____ Extracted information

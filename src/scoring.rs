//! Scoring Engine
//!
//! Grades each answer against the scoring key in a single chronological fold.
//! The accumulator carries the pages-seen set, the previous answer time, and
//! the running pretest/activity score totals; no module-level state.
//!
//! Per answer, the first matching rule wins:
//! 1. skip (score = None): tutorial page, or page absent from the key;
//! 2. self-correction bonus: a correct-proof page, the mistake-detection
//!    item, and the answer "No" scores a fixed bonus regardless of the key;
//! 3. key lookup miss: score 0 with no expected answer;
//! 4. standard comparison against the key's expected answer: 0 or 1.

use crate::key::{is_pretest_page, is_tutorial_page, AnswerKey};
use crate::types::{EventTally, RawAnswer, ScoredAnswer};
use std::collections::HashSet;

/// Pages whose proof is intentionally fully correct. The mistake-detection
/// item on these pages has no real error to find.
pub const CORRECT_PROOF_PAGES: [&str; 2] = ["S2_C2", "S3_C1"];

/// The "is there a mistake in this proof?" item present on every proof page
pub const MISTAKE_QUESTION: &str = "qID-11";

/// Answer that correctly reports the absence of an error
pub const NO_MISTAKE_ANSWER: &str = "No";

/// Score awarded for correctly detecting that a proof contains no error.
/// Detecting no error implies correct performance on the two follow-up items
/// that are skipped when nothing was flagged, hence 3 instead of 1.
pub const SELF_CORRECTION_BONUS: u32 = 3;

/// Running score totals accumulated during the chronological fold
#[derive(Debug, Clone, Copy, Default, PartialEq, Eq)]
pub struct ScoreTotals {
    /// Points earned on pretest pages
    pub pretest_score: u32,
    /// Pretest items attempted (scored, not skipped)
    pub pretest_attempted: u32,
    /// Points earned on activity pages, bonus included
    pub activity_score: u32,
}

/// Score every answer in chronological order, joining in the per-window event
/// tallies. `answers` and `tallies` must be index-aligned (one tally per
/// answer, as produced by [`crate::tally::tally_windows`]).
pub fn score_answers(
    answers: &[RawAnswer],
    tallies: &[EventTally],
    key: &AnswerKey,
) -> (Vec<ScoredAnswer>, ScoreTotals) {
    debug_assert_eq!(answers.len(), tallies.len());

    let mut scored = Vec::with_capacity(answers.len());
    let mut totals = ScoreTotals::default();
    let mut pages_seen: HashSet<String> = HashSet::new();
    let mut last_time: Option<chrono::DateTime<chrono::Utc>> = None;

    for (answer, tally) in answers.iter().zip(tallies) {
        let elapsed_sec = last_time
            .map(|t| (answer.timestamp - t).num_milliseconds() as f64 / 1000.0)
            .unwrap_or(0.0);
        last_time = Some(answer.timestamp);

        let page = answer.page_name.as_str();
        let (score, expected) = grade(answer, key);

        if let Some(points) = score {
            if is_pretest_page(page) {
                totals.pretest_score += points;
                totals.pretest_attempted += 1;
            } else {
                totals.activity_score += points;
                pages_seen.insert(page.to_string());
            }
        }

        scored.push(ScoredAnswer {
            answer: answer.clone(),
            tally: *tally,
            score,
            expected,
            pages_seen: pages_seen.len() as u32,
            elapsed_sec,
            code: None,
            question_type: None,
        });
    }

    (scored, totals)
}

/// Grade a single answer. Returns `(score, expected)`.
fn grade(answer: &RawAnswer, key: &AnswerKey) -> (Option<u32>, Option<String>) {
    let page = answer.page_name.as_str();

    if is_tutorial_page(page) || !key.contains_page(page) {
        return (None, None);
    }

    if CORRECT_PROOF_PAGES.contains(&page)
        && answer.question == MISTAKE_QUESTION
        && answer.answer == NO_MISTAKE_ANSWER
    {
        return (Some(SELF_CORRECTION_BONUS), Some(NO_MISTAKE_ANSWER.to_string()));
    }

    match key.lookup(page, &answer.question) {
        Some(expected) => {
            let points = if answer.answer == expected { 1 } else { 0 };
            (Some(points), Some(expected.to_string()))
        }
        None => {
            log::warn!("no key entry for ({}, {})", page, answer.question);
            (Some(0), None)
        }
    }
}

________

- [Required action]
Copy the lines of the data above exactly as written, beginning with the line containing "pub const MISTAKE_QUESTION: &str" and ending with the line containing "on pretest pages", and leave out all other lines.

- [Answer for the task]
pub const MISTAKE_QUESTION: &str = "qID-11";

/// Answer that correctly reports the absence of an error
pub const NO_MISTAKE_ANSWER: &str = "No";

/// Score awarded for correctly detecting that a proof contains no error.
/// Detecting no error implies correct performance on the two follow-up items
/// that are skipped when nothing was flagged, hence 3 instead of 1.
pub const SELF_CORRECTION_BONUS: u32 = 3;

/// Running score totals accumulated during the chronological fold
#[derive(Debug, Clone, Copy, Default, PartialEq, Eq)]
pub struct ScoreTotals {
    /// Points earned on pretest pages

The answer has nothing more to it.